One object of this design is to provide a system for coin identification that does not require close tolerances, and therefore cannot be so readily jammed as prior systems.
Another object is to provide a system that cannot readily be fooled by objects designed to simulate coins.
The system of this design is also much simpler and less expensive than prior systems. One reason is that the path of each coin need not be carefully controlled, as in prior systems.
Several prior systems for coin identification have included the use of a transmitter coil on one side of the coin and a receiver coil on the other side. This design relates to the identification of selected objects within an assorted collection of related and/or unrelated objects, based on the different ability of each successive object to reduce the intensity of an electromagnetic field. More particularly, the design relates to the identification of coins by passing assorted collections of coins and/or other objects through an electromagnetic field, and measuring the different degrees of reduction in field intensity caused by each coin or other object as it traverses the field.
Fare boxes, vending machines, and other coin counters have previously been designed to distinguish coins by sensitive mechanical, electrical and/or electromechanical and optoelectric devices for measuring weight, diameter, and other coin characteristics. The complexity and sensitivity of such prior devices have caused them to be somewhat unreliable because they are too readily jammed by foreign objects such as screws, washers, slugs and other debris maliciously inserted into coin slots.
Various input voltages and frequencies have been connected to the transmitter coil, and various analytical treatments of the output signal from the receiver coil have been tried.
For example, U.S. Pat. No. 4,493,411 covers a "Self Tuning Low Frequency Phase Shift Coin Examination Method And Apparatus" wherein coin identification is achieved by measuring the phase shift between the transmitted signal and the received signal, and then comparing the measured shift with prerecorded phase shift data for coin of known identity.

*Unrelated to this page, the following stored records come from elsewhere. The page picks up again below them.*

//! sea-ts - command-line interface for the Sea tree-sitter grammar

mod commands;

use clap::{Parser, Subcommand};
use std::path::PathBuf;
use tracing_subscriber::{EnvFilter, fmt, prelude::*};
use tree_sitter_sea::config;

#[derive(Parser)]
#[command(name = "sea-ts")]
#[command(version)]
#[command(about = "Load, verify and parse with the Sea tree-sitter grammar")]
#[command(long_about = r#"
sea-ts works with the Sea grammar for tree-sitter:
  • Verify that the compiled grammar loads into the runtime
  • Parse Sea sources and report syntax errors
  • List the top-level definitions of a file

Example usage:
  sea-ts check
  sea-ts check --library ./libtree-sitter-sea.so
  sea-ts parse src/
  sea-ts outline src/main.sea
"#)]
struct Cli {
    /// Enable verbose logging
    #[arg(short, long, global = true)]
    verbose: bool,

    /// Path to the config file (defaults to ./sea.toml)
    #[arg(short, long, global = true)]
    config: Option<PathBuf>,

    #[command(subcommand)]
    command: Commands,
}

#[derive(Subcommand)]
enum Commands {
    /// Verify that the Sea grammar loads
    Check {
        /// Load the grammar from a compiled shared library instead
        #[arg(short, long)]
        library: Option<PathBuf>,

        /// Emit JSON
        #[arg(long)]
        json: bool,
    },

    /// Parse Sea files or directories and report syntax errors
    Parse {
        /// Files or directories to parse
        #[arg(default_value = ".")]
        paths: Vec<PathBuf>,

        /// Print the syntax tree of every file
        #[arg(long)]
        sexp: bool,

        /// Load the grammar from a compiled shared library instead
        #[arg(short, long)]
        library: Option<PathBuf>,

        /// Emit JSON
        #[arg(long)]
        json: bool,
    },

    /// List the top-level definitions of a Sea file
    Outline {
        /// Sea source file
        file: PathBuf,

        /// Emit JSON
        #[arg(long)]
        json: bool,
    },

    /// Write a default sea.toml
    Init {
        /// Overwrite an existing config
        #[arg(short, long)]
        force: bool,
    },
}

/// How command results are written to stdout
#[derive(Debug, Clone, Copy, PartialEq, Eq)]
pub enum OutputMode {
    Human,
    Json,
}

impl OutputMode {
    pub fn from_flag(json: bool) -> Self {
        if json { OutputMode::Json } else { OutputMode::Human }
    }

    pub fn is_human(&self) -> bool {
        *self == OutputMode::Human
    }
}

/// Print a machine-readable success envelope
pub fn emit_success(output_mode: OutputMode, command: &str, data: serde_json::Value) -> anyhow::Result<()> {
    debug_assert!(!output_mode.is_human());
    let envelope = serde_json::json!({
        "ok": true,
        "command": command,
        "data": data,
    });
    println!("{}", serde_json::to_string_pretty(&envelope)?);
    Ok(())
}

fn main() -> anyhow::Result<()> {
    let cli = Cli::parse();

    // Initialize logging
    let filter = if cli.verbose {
        EnvFilter::new("debug")
    } else {
        EnvFilter::try_from_default_env().unwrap_or_else(|_| EnvFilter::new("info"))
    };

    tracing_subscriber::registry()
        .with(fmt::layer().with_writer(std::io::stderr))
        .with(filter)
        .init();

    let explicit_config = cli.config.as_deref();

    match cli.command {
        Commands::Check { library, json } => {
            let sea_config = config::resolve_config(explicit_config)?;
            commands::run_check(OutputMode::from_flag(json), &sea_config, library)
        }
        Commands::Parse { paths, sexp, library, json } => {
            let sea_config = config::resolve_config(explicit_config)?;
            commands::run_parse(OutputMode::from_flag(json), &sea_config, &paths, sexp, library)
        }
        Commands::Outline { file, json } => {
            let sea_config = config::resolve_config(explicit_config)?;
            commands::run_outline(OutputMode::from_flag(json), &sea_config, &file)
        }
        Commands::Init { force } => {
            // Never parsed here: `init --force` replaces a broken file.
            let config_path = cli.config.clone().unwrap_or_else(config::default_config_path);
            commands::run_init(&config_path, force)
        }
    }
}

U.S. Pat. No. 4,086,527 is similar, except that a variable frequency input is connected to the transmitter coil, and the output from the receiver is measured at several different frequencies. Since several frequency-dependent tests are contemplated, each coin would have to be held in the field for whatever time period is necessary for that purpose.
Such systems require phase-shift comparisons because they are designed to measure the capacitance of each coin, as an indication of its denomination. However, the capacitance of one coin does not differ from that of a different coin to as great a degree as conductance differs from one coin to another. Thus, the present design recognizes that it is necessary to test for conductance as the primary or sole indication of the identity of a coin being tested.
The system of the design allows voltage differences in the output signal from the receiving coil to be measured as the primary or sole basis for coin identification. Because of the novel geometry of the coils, such voltage differences are indicative of the conductance of the whole coin; not just the conductivity of the alloy composition used to fabricate the coin.
In a prefered embodiment, each coil of the design is wound on a substantially rectangular base, such that the width of each coil is slightly less than the diameter of a dime, and the length of each coil is slightly greater than the diameter of a half-dollar.
The dime and half-dollar are selected because they are the smallest and the largest coin in the assortment to be tested. When other coin sets are to be counted, the preferred coil width is substantially equal to the diameter of the smallest coin, and the coil length is substantially equal to the diameter of the largest.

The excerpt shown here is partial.